No kidding. Both films centre around a corrupt police lieutenant plunging into sex, drug, and gambling addictions, but where the original was gritty, intense, and charged with Catholic guilt, Herzog’s Bad Lieutenant: Port of Call New Orleans is more of a weird, over-the-top ride. If the lieutenant were asked to make a film about himself while at his most intoxicated, it would look something like this.

The film is set in a pungently atmospheric post-Katrina New Orleans, a nightmare version of the city where prostitutes are on every street corner and the sun shines on the demolished Lower Ninth Ward so brightly that it’s almost cruel.

“The screenplay was written either for New York or Detroit,” says Herzog, “and there was a purely financial reason. The producer, Avi Lerner, said, ‘Could you consider to do it in New Orleans? Because we have these fantastic tax incentives in Louisiana.’ And I said, ‘Sure! Wonderful! Can’t get any better! Let’s move it along!’”

“You can see that the city in a way is a leading character,” he continues, “but I always avoided [having] the kinds of New Orleans clichés: Bourbon Street, and jazz musicians, and you just name it. There’s dozens of clichés that I circumnavigated…I think New Orleans apart from the postcard clichés becomes very palpable.”

This is one of the best movies of the year, but here’s the real surprise: it’s the funniest movie Herzog has ever made. Framed by a brilliant, maniacal lead performance by Nicolas Cage, Bad Lieutenant starts as a standard police procedural drama and quickly, unashamedly descends into crazy-town. Who but Herzog would fill a cop drama with lines like, “Don’t you have a lucky crack pipe?” Who else would have the lieutenant say, “Shoot him again! His soul is still dancing!” and then actually show a corpse’s soul dancing? Who else would be mad enough to have our hero hallucinate iguanas, and then linger on the iguanas in extreme close-up for a full minute?

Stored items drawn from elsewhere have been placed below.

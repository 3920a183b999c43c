//! REST clients for the Radarr and Sonarr v3 APIs.
//!
//! ## Module Structure
//!
//! - `client`: Shared HTTP plumbing and the endpoints both services expose
//! - `error`: Client error type
//! - `models`: Remote JSON shapes (lenient deserialization)
//! - `radarr` / `sonarr`: Service-specific facades

mod client;
mod error;
pub mod models;
mod radarr;
mod sonarr;

use std::fmt;

use schemars::JsonSchema;
use serde::{Deserialize, Serialize};

pub use client::{
    ArrClient, HistoryQuery, PageQuery, QueryParam, WantedKind, build_http_client,
};
pub use error::ClientError;
pub use radarr::Radarr;
pub use sonarr::Sonarr;

/// One of the two wrapped services.
#[derive(Debug, Clone, Copy, PartialEq, Eq, Hash, Deserialize, Serialize, JsonSchema)]
#[serde(rename_all = "lowercase")]
pub enum Service {
    Radarr,
    Sonarr,
}

impl Service {
    pub fn as_str(self) -> &'static str {
        match self {
            Service::Radarr => "radarr",
            Service::Sonarr => "sonarr",
        }
    }

    pub fn display_name(self) -> &'static str {
        match self {
            Service::Radarr => "Radarr",
            Service::Sonarr => "Sonarr",
        }
    }
}

impl fmt::Display for Service {
    fn fmt(&self, f: &mut fmt::Formatter<'_>) -> fmt::Result {
        f.write_str(self.display_name())
    }
}

/// Service selector for tools that can query both services at once.
#[derive(Debug, Clone, Copy, PartialEq, Eq, Deserialize, Serialize, JsonSchema)]
#[serde(rename_all = "lowercase")]
pub enum ServiceSelection {
    Radarr,
    Sonarr,
    Both,
}

impl ServiceSelection {
    /// Services to query, in a stable order.
    pub fn services(self) -> &'static [Service] {
        match self {
            ServiceSelection::Radarr => &[Service::Radarr],
            ServiceSelection::Sonarr => &[Service::Sonarr],
            ServiceSelection::Both => &[Service::Radarr, Service::Sonarr],
        }
    }
}
//! Remote JSON shapes for the Radarr and Sonarr v3 APIs.
//!
//! Only the fields the tools use are modelled. Everything is defaulted so a
//! field missing on one server version never fails a whole listing.

use serde::{Deserialize, Serialize};
use serde_json::Value;

// ============================================================
// Radarr
// ============================================================

#[derive(Debug, Clone, Default, Deserialize)]
#[serde(rename_all = "camelCase", default)]
pub struct Movie {
    /// Absent on lookup results that are not in the library yet
    pub id: Option<i64>,
    pub title: String,
    pub year: Option<i32>,
    pub overview: Option<String>,
    pub monitored: bool,
    pub has_file: bool,
    pub status: Option<String>,
    pub tmdb_id: Option<i64>,
    pub imdb_id: Option<String>,
    pub runtime: Option<i64>,
    pub genres: Vec<String>,
    pub size_on_disk: Option<i64>,
    pub path: Option<String>,
    pub minimum_availability: Option<String>,
    pub in_cinemas: Option<String>,
    pub physical_release: Option<String>,
    pub digital_release: Option<String>,
    pub release_date: Option<String>,
}

#[derive(Debug, Clone, Serialize)]
#[serde(rename_all = "camelCase")]
pub struct AddMovieRequest {
    pub title: String,
    pub year: i32,
    pub tmdb_id: i64,
    pub quality_profile_id: i64,
    pub root_folder_path: String,
    pub monitored: bool,
    pub add_options: AddMovieOptions,
}

#[derive(Debug, Clone, Serialize)]
#[serde(rename_all = "camelCase")]
pub struct AddMovieOptions {
    pub search_for_movie: bool,
    pub monitor: String,
}

#[derive(Debug, Clone, Default, Deserialize)]
#[serde(rename_all = "camelCase", default)]
pub struct Collection {
    pub id: Option<i64>,
    pub title: String,
    pub tmdb_id: Option<i64>,
    pub monitored: bool,
    pub quality_profile_id: Option<i64>,
    pub root_folder_path: Option<String>,
    pub minimum_availability: Option<String>,
    pub movies: Vec<CollectionMovie>,
}

#[derive(Debug, Clone, Default, Deserialize)]
#[serde(rename_all = "camelCase", default)]
pub struct CollectionMovie {
    pub tmdb_id: Option<i64>,
    pub title: String,
    pub year: Option<i32>,
    pub runtime: Option<i64>,
    pub overview: Option<String>,
}

// ============================================================
// Sonarr
// ============================================================

#[derive(Debug, Clone, Default, Deserialize)]
#[serde(rename_all = "camelCase", default)]
pub struct Series {
    pub id: Option<i64>,
    pub title: String,
    pub year: Option<i32>,
    pub overview: Option<String>,
    pub monitored: bool,
    pub status: Option<String>,
    pub network: Option<String>,
    pub tvdb_id: Option<i64>,
    pub imdb_id: Option<String>,
    pub genres: Vec<String>,
    pub seasons: Vec<Season>,
    pub statistics: Option<SeriesStatistics>,
}

impl Series {
    pub fn episode_count(&self) -> i64 {
        self.statistics.as_ref().map_or(0, |s| s.episode_count)
    }

    pub fn episode_file_count(&self) -> i64 {
        self.statistics.as_ref().map_or(0, |s| s.episode_file_count)
    }
}

#[derive(Debug, Clone, Default, Deserialize)]
#[serde(rename_all = "camelCase", default)]
pub struct Season {
    pub season_number: i32,
    pub monitored: bool,
}

#[derive(Debug, Clone, Default, Deserialize)]
#[serde(rename_all = "camelCase", default)]
pub struct SeriesStatistics {
    pub season_count: i64,
    pub episode_file_count: i64,
    pub episode_count: i64,
    pub total_episode_count: i64,
    pub size_on_disk: i64,
}

#[derive(Debug, Clone, Default, Deserialize)]
#[serde(rename_all = "camelCase", default)]
pub struct Episode {
    pub id: Option<i64>,
    pub series_id: Option<i64>,
    pub season_number: Option<i32>,
    pub episode_number: Option<i32>,
    pub title: Option<String>,
    pub air_date: Option<String>,
    pub air_date_utc: Option<String>,
    pub overview: Option<String>,
    pub has_file: bool,
    pub monitored: bool,
    /// Embedded when the request asks for `includeSeries=true`
    pub series: Option<EpisodeSeries>,
}

#[derive(Debug, Clone, Default, Deserialize)]
#[serde(rename_all = "camelCase", default)]
pub struct EpisodeSeries {
    pub title: Option<String>,
    pub year: Option<i32>,
}

#[derive(Debug, Clone, Serialize)]
#[serde(rename_all = "camelCase")]
pub struct AddSeriesRequest {
    pub title: String,
    pub year: i32,
    pub tvdb_id: i64,
    pub quality_profile_id: i64,
    pub root_folder_path: String,
    pub monitored: bool,
    pub season_folder: bool,
    pub add_options: AddSeriesOptions,
}

#[derive(Debug, Clone, Serialize)]
#[serde(rename_all = "camelCase")]
pub struct AddSeriesOptions {
    pub search_for_missing_episodes: bool,
    pub monitor: String,
}

// ============================================================
// Shared
// ============================================================

/// Paged envelope used by `queue`, `history` and `wanted/*`.
#[derive(Debug, Clone, Deserialize)]
#[serde(rename_all = "camelCase")]
pub struct Page<T> {
    #[serde(default)]
    pub page: Option<u32>,
    #[serde(default)]
    pub page_size: Option<u32>,
    #[serde(default)]
    pub total_records: Option<u64>,
    #[serde(default = "Vec::new")]
    pub records: Vec<T>,
}

#[derive(Debug, Clone, Default, Deserialize)]
#[serde(rename_all = "camelCase", default)]
pub struct QueueRecord {
    pub id: Option<i64>,
    pub movie_id: Option<i64>,
    pub series_id: Option<i64>,
    pub episode_id: Option<i64>,
    pub title: Option<String>,
    pub status: Option<String>,
    pub tracked_download_status: Option<String>,
    pub size: f64,
    pub sizeleft: f64,
    pub timeleft: Option<String>,
    pub estimated_completion_time: Option<String>,
    pub protocol: Option<String>,
    pub download_client: Option<String>,
}

#[derive(Debug, Clone, Default, Deserialize)]
#[serde(rename_all = "camelCase", default)]
pub struct HistoryRecord {
    pub id: Option<i64>,
    pub movie_id: Option<i64>,
    pub series_id: Option<i64>,
    pub episode_id: Option<i64>,
    pub source_title: Option<String>,
    pub quality: Value,
    pub date: Option<String>,
    pub event_type: Option<String>,
    pub data: Value,
}

#[derive(Debug, Clone, Default, Deserialize)]
#[serde(rename_all = "camelCase", default)]
pub struct ManualImportCandidate {
    pub path: Option<String>,
    pub relative_path: Option<String>,
    pub name: Option<String>,
    pub size: i64,
    pub quality: Value,
    pub movie: Option<Value>,
    pub series: Option<Value>,
    pub episodes: Vec<Value>,
    pub rejections: Vec<Value>,
}

#[derive(Debug, Clone, Default, Deserialize)]
#[serde(rename_all = "camelCase", default)]
pub struct SystemStatus {
    pub version: Option<String>,
    pub build_time: Option<String>,
    pub is_debug: Option<bool>,
    pub is_production: Option<bool>,
    pub is_admin: Option<bool>,
    pub is_user_interactive: Option<bool>,
    pub startup_path: Option<String>,
    pub app_data: Option<String>,
    pub os_name: Option<String>,
    pub os_version: Option<String>,
    pub branch: Option<String>,
    pub authentication: Option<String>,
    pub url_base: Option<String>,
}

#[derive(Debug, Clone, Default, Deserialize)]
#[serde(rename_all = "camelCase", default)]
pub struct HealthCheck {
    pub source: Option<String>,
    #[serde(rename = "type")]
    pub kind: Option<String>,
    pub message: Option<String>,
    pub wiki_url: Option<String>,
}

#[derive(Debug, Clone, Default, Deserialize)]
#[serde(rename_all = "camelCase", default)]
pub struct DiskSpace {
    pub path: Option<String>,
    pub label: Option<String>,
    pub free_space: i64,
    pub total_space: i64,
}

#[derive(Debug, Clone, Serialize)]
#[serde(rename_all = "camelCase")]
pub struct CommandRequest {
    pub name: String,
    #[serde(skip_serializing_if = "Option::is_none")]
    pub movie_ids: Option<Vec<i64>>,
    #[serde(skip_serializing_if = "Option::is_none")]
    pub series_id: Option<i64>,
}

#[derive(Debug, Clone, Default, Deserialize)]
#[serde(rename_all = "camelCase", default)]
pub struct CommandStatus {
    pub id: Option<i64>,
    pub name: Option<String>,
    pub status: Option<String>,
    pub queued: Option<String>,
    pub started: Option<String>,
    pub trigger: Option<String>,
    pub state_change_time: Option<String>,
}

#[derive(Debug, Clone, Default, Deserialize)]
#[serde(rename_all = "camelCase", default)]
pub struct QualityProfile {
    pub id: i64,
    pub name: Option<String>,
}

#[derive(Debug, Clone, Default, Deserialize)]
#[serde(rename_all = "camelCase", default)]
pub struct RootFolder {
    pub id: Option<i64>,
    pub path: String,
    pub free_space: Option<i64>,
}
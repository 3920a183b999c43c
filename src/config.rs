use std::{
    fs,
    path::{Path, PathBuf},
};

use anyhow::{Context, Result, bail};
use reqwest::Url;
use serde::{Deserialize, Serialize};

pub const CONFIG_DIR_NAME: &str = "radarr-sonarr-mcp";
pub const CONFIG_FILE_NAME: &str = "config.json";

pub const DEFAULT_RADARR_URL: &str = "http://localhost:7878";
pub const DEFAULT_SONARR_URL: &str = "http://localhost:8989";
pub const DEFAULT_BASE_PATH: &str = "/api/v3";

/// Connection settings for a single Radarr or Sonarr instance.
#[derive(Debug, Clone, PartialEq, Eq, Deserialize, Serialize)]
pub struct ServiceConfig {
    #[serde(default, alias = "apiKey")]
    pub api_key: String,
    /// Full URL of the instance, e.g. `http://10.0.0.23:7878`. Left empty
    /// in the file, the service's default port on localhost is used.
    #[serde(default)]
    pub url: String,
    #[serde(default = "default_base_path", alias = "basePath")]
    pub base_path: String,
}

impl ServiceConfig {
    pub fn new(url: &str) -> Self {
        Self {
            api_key: String::new(),
            url: url.to_string(),
            base_path: default_base_path(),
        }
    }

    /// URL of the API root: the instance URL followed by the base path.
    pub fn api_root(&self) -> String {
        let url = self.url.trim_end_matches('/');
        let base_path = self.base_path.trim_matches('/');
        if base_path.is_empty() {
            url.to_string()
        } else {
            format!("{}/{}", url, base_path)
        }
    }

    pub fn has_api_key(&self) -> bool {
        !self.api_key.trim().is_empty()
    }

    fn validate(&self, name: &str) -> Result<()> {
        let url = Url::parse(&self.url)
            .with_context(|| format!("Invalid URL in '{}': \"{}\"", name, self.url))?;
        if !matches!(url.scheme(), "http" | "https") {
            bail!(
                "Invalid URL in '{}': \"{}\" (only http and https are supported)",
                name,
                self.url
            );
        }
        if !self.base_path.starts_with('/') {
            bail!(
                "Invalid base path in '{}': \"{}\" (must start with '/')",
                name,
                self.base_path
            );
        }
        Ok(())
    }
}

/// How tool results are rendered for the assistant.
#[derive(Debug, Clone, Copy, Default, PartialEq, Eq, Deserialize, Serialize, clap::ValueEnum)]
#[serde(rename_all = "lowercase")]
pub enum ResponseFormat {
    /// Pretty-printed JSON
    #[default]
    Json,
    /// Concise, line-oriented text
    Text,
}

#[derive(Debug, Clone, PartialEq, Eq, Deserialize, Serialize)]
pub struct ServerConfig {
    #[serde(default, alias = "responseFormat")]
    pub response_format: ResponseFormat,
    #[serde(default = "default_request_timeout_secs", alias = "requestTimeoutSecs")]
    pub request_timeout_secs: u64,
}

impl Default for ServerConfig {
    fn default() -> Self {
        Self {
            response_format: ResponseFormat::default(),
            request_timeout_secs: default_request_timeout_secs(),
        }
    }
}

#[derive(Debug, Clone, PartialEq, Eq, Deserialize, Serialize)]
pub struct Config {
    #[serde(default = "default_radarr_config", alias = "radarrConfig")]
    pub radarr_config: ServiceConfig,
    #[serde(default = "default_sonarr_config", alias = "sonarrConfig")]
    pub sonarr_config: ServiceConfig,
    #[serde(default)]
    pub server: ServerConfig,
}

fn default_base_path() -> String {
    DEFAULT_BASE_PATH.to_string()
}

fn default_request_timeout_secs() -> u64 {
    30
}

fn default_radarr_config() -> ServiceConfig {
    ServiceConfig::new(DEFAULT_RADARR_URL)
}

fn default_sonarr_config() -> ServiceConfig {
    ServiceConfig::new(DEFAULT_SONARR_URL)
}

impl Default for Config {
    fn default() -> Self {
        Self {
            radarr_config: default_radarr_config(),
            sonarr_config: default_sonarr_config(),
            server: ServerConfig::default(),
        }
    }
}

impl Config {
    /// Validate configuration values.
    ///
    /// Missing API keys are allowed here; they are reported when the
    /// corresponding service is first called.
    pub fn validate(&self) -> Result<()> {
        self.radarr_config.validate("radarr_config")?;
        self.sonarr_config.validate("sonarr_config")?;
        if self.server.request_timeout_secs == 0 {
            bail!("Invalid 'request_timeout_secs': must be greater than 0");
        }
        Ok(())
    }

    /// Fill in service URLs the config file left out.
    fn apply_default_urls(&mut self) {
        for (service, default_url) in [
            (&mut self.radarr_config, DEFAULT_RADARR_URL),
            (&mut self.sonarr_config, DEFAULT_SONARR_URL),
        ] {
            if service.url.trim().is_empty() {
                service.url = default_url.to_string();
            }
        }
    }

    /// Override individual fields from environment-style variables.
    ///
    /// Empty values are ignored so an exported-but-blank variable does not
    /// wipe a key stored in the config file.
    pub fn apply_env_overrides<F>(&mut self, lookup: F)
    where
        F: Fn(&str) -> Option<String>,
    {
        let get = |name: &str| lookup(name).filter(|v| !v.trim().is_empty());

        for (prefix, service) in [
            ("RADARR", &mut self.radarr_config),
            ("SONARR", &mut self.sonarr_config),
        ] {
            if let Some(api_key) = get(&format!("{}_API_KEY", prefix)) {
                service.api_key = api_key;
            }
            if let Some(url) = get(&format!("{}_URL", prefix)) {
                service.url = url;
            }
            if let Some(base_path) = get(&format!("{}_BASE_PATH", prefix)) {
                service.base_path = base_path;
            }
        }
    }
}

/// Default config location: `~/.config/radarr-sonarr-mcp/config.json`.
pub fn default_config_path() -> Option<PathBuf> {
    dirs::home_dir().map(|home| {
        home.join(".config")
            .join(CONFIG_DIR_NAME)
            .join(CONFIG_FILE_NAME)
    })
}

/// Result of loading configuration.
#[derive(Debug)]
pub struct ConfigLoadResult {
    pub config: Config,
    /// Path of the config file that was read, if one existed.
    pub path: Option<PathBuf>,
}

impl ConfigLoadResult {
    /// True if config was loaded from a file, false if using defaults.
    pub fn from_file(&self) -> bool {
        self.path.is_some()
    }
}

/// Load configuration from `path` (or the default location), then apply
/// environment overrides from the process environment.
pub fn load_config(path: Option<&Path>) -> Result<ConfigLoadResult> {
    load_config_with_env(path, |name| std::env::var(name).ok())
}

pub fn load_config_with_env<F>(path: Option<&Path>, lookup: F) -> Result<ConfigLoadResult>
where
    F: Fn(&str) -> Option<String>,
{
    let path = match path {
        Some(path) => Some(path.to_path_buf()),
        None => default_config_path(),
    };

    let (mut config, loaded_from) = match path {
        Some(path) if path.exists() => (read_config_file(&path)?, Some(path)),
        _ => (Config::default(), None),
    };

    config.apply_env_overrides(lookup);
    config.validate()?;

    Ok(ConfigLoadResult {
        config,
        path: loaded_from,
    })
}

/// Read the config file at `path` as stored, or the defaults if it does not
/// exist. Neither environment overrides nor validation are applied, so a
/// file with bad values can still be loaded and corrected.
pub fn read_stored_config(path: &Path) -> Result<Config> {
    if path.exists() {
        read_config_file(path)
    } else {
        Ok(Config::default())
    }
}

fn read_config_file(path: &Path) -> Result<Config> {
    let content = fs::read_to_string(path)
        .with_context(|| format!("Failed to read config file: {}", path.display()))?;
    let mut config: Config = serde_json::from_str(&content)
        .with_context(|| format!("Failed to parse config file: {}", path.display()))?;
    config.apply_default_urls();
    Ok(config)
}

/// Write `config` as pretty JSON, creating parent directories as needed.
pub fn save_config(config: &Config, path: &Path) -> Result<()> {
    if let Some(parent) = path.parent() {
        fs::create_dir_all(parent)
            .with_context(|| format!("Failed to create directory: {}", parent.display()))?;
    }
    let json = serde_json::to_string_pretty(config).context("Failed to serialize config.")?;
    fs::write(path, format!("{}\n", json))
        .with_context(|| format!("Failed to write config file: {}", path.display()))
}
/// Why a tool call did not produce a result.
#[derive(Debug)]
enum ToolFailure {
    InvalidParams(String),
    Remote(ClientError),
}

impl From<ClientError> for ToolFailure {
    fn from(err: ClientError) -> Self {
        ToolFailure::Remote(err)
    }
}

type ToolOutcome<T> = std::result::Result<T, ToolFailure>;

#[derive(Clone)]
pub struct ArrMcpServer {
    tool_router: ToolRouter<Self>,
    radarr: Radarr,
    sonarr: Sonarr,
    format: ResponseFormat,
}
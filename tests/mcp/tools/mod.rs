mod library;
mod queue;
mod resources;
mod system;
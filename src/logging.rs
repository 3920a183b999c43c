//! Logging setup. Everything goes to stderr: stdout carries MCP JSON-RPC.

use tracing_subscriber::{EnvFilter, fmt, prelude::*};

/// Default filter when `RUST_LOG` is not set.
pub fn default_directive(verbose: bool) -> &'static str {
    if verbose { "debug" } else { "info" }
}

/// Install the global subscriber. Safe to call more than once; later calls
/// are ignored.
pub fn init(verbose: bool) {
    let filter = EnvFilter::try_from_default_env()
        .unwrap_or_else(|_| EnvFilter::new(default_directive(verbose)));

    let _ = tracing_subscriber::registry()
        .with(
            fmt::layer()
                .with_writer(std::io::stderr)
                .with_ansi(false)
                .with_target(false),
        )
        .with(filter)
        .try_init();
}
use radarr_sonarr_mcp::config::{Config, ResponseFormat, ServerConfig, ServiceConfig};
use radarr_sonarr_mcp::mcp::ArrMcpServer;
use rmcp::model::CallToolResult;
use serde_json::Value;
use wiremock::matchers::{header, method, path};
use wiremock::{Mock, MockServer, ResponseTemplate};

mod tools;

pub const RADARR_KEY: &str = "radarr-test-key";
pub const SONARR_KEY: &str = "sonarr-test-key";

/// Test fixture for MCP integration tests
///
/// Runs one mock HTTP server per service and points the MCP server at them.
pub struct McpTestFixture {
    pub radarr: MockServer,
    pub sonarr: MockServer,
}

impl McpTestFixture {
    pub async fn new() -> Self {
        Self {
            radarr: MockServer::start().await,
            sonarr: MockServer::start().await,
        }
    }

    pub fn config(&self) -> Config {
        Config {
            radarr_config: ServiceConfig {
                api_key: RADARR_KEY.to_string(),
                url: self.radarr.uri(),
                base_path: "/api/v3".to_string(),
            },
            sonarr_config: ServiceConfig {
                api_key: SONARR_KEY.to_string(),
                url: self.sonarr.uri(),
                base_path: "/api/v3".to_string(),
            },
            server: ServerConfig {
                response_format: ResponseFormat::Json,
                request_timeout_secs: 5,
            },
        }
    }

    /// Server answering in JSON
    pub fn server(&self) -> ArrMcpServer {
        ArrMcpServer::new(&self.config()).unwrap()
    }

    /// Server answering in the text format
    pub fn text_server(&self) -> ArrMcpServer {
        self.server().with_format(ResponseFormat::Text)
    }

    /// Answer `GET /api/v3/<endpoint>` on Radarr with `body`.
    pub async fn radarr_get(&self, endpoint: &str, body: Value) {
        mount_get(&self.radarr, endpoint, RADARR_KEY, body).await;
    }

    /// Answer `GET /api/v3/<endpoint>` on Sonarr with `body`.
    pub async fn sonarr_get(&self, endpoint: &str, body: Value) {
        mount_get(&self.sonarr, endpoint, SONARR_KEY, body).await;
    }
}

async fn mount_get(server: &MockServer, endpoint: &str, api_key: &str, body: Value) {
    Mock::given(method("GET"))
        .and(path(format!("/api/v3/{}", endpoint)))
        .and(header("X-Api-Key", api_key))
        .respond_with(ResponseTemplate::new(200).set_body_json(body))
        .mount(server)
        .await;
}

// ============================================================================
// Assertion Helpers
// ============================================================================

fn tool_text(result: &CallToolResult) -> &str {
    assert!(
        !result.content.is_empty(),
        "Tool result should have content"
    );
    &result.content[0]
        .as_text()
        .expect("Tool result content should be text")
        .text
}

/// Extract JSON value from a successful CallToolResult
///
/// Panics if the result indicates an error or cannot be parsed
pub fn extract_tool_result_json(result: &CallToolResult) -> Value {
    if let Some(true) = result.is_error {
        panic!("Tool call returned an error: {:?}", result);
    }
    serde_json::from_str(tool_text(result)).expect("Tool result should be valid JSON")
}

/// Extract the text of a successful CallToolResult
pub fn extract_tool_result_text(result: &CallToolResult) -> String {
    if let Some(true) = result.is_error {
        panic!("Tool call returned an error: {:?}", result);
    }
    tool_text(result).to_string()
}

/// Extract the message of a failed CallToolResult
pub fn extract_tool_error_text(result: &CallToolResult) -> String {
    assert_eq!(result.is_error, Some(true), "Expected an error result");
    tool_text(result).to_string()
}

Herzog describes Bad Lieutenant as a new kind of film noir. “In the classic ’40s, ’50s film noir, the darkness is an all-pervading, oppressive force that stifles everything. In this film noir, it’s all joyful: a bliss”—he practically licks his lips on this word—“a bliss of evil…[Cage] asked me why is [the lieutenant] so bad? And I said, ‘Oh come on, don’t bore me with conceptual questions! Let’s focus on one single thing: there is such a thing as the bliss of evil.’”

“It seems to me,” I say, “that you took the archetypes of film noir and sorta kicked them into high gear.” He smiles broadly. “It’s probably in overdrive! It’s somewhere beyond it. It spins not out of control, but it spins into a different stratum.”

An octogenarian journalist chimes in. “I don’t understand this ‘bliss of evil.’ I’ve never felt it. I’ve felt bliss of goodness, but I don’t get ‘bliss of evil’ at all.”

For a moment it appears that Werner Herzog, that fearsome warrior of cinema, willing to risk life and limb to pull a steamship over a mountain in Fitzcarraldo or climb an active volcano in La Soufrière, is actually at a loss for words. He smiles again. “Uh…you are speaking of personal life, and I am speaking of movies—figments of fantasies. So, sure, we have to make a distinction.” A pause. “And you have probably lived a blessed life so far.”

She shrugs her shoulders and shakes her head. Herzog sighs. “Well, whatever…”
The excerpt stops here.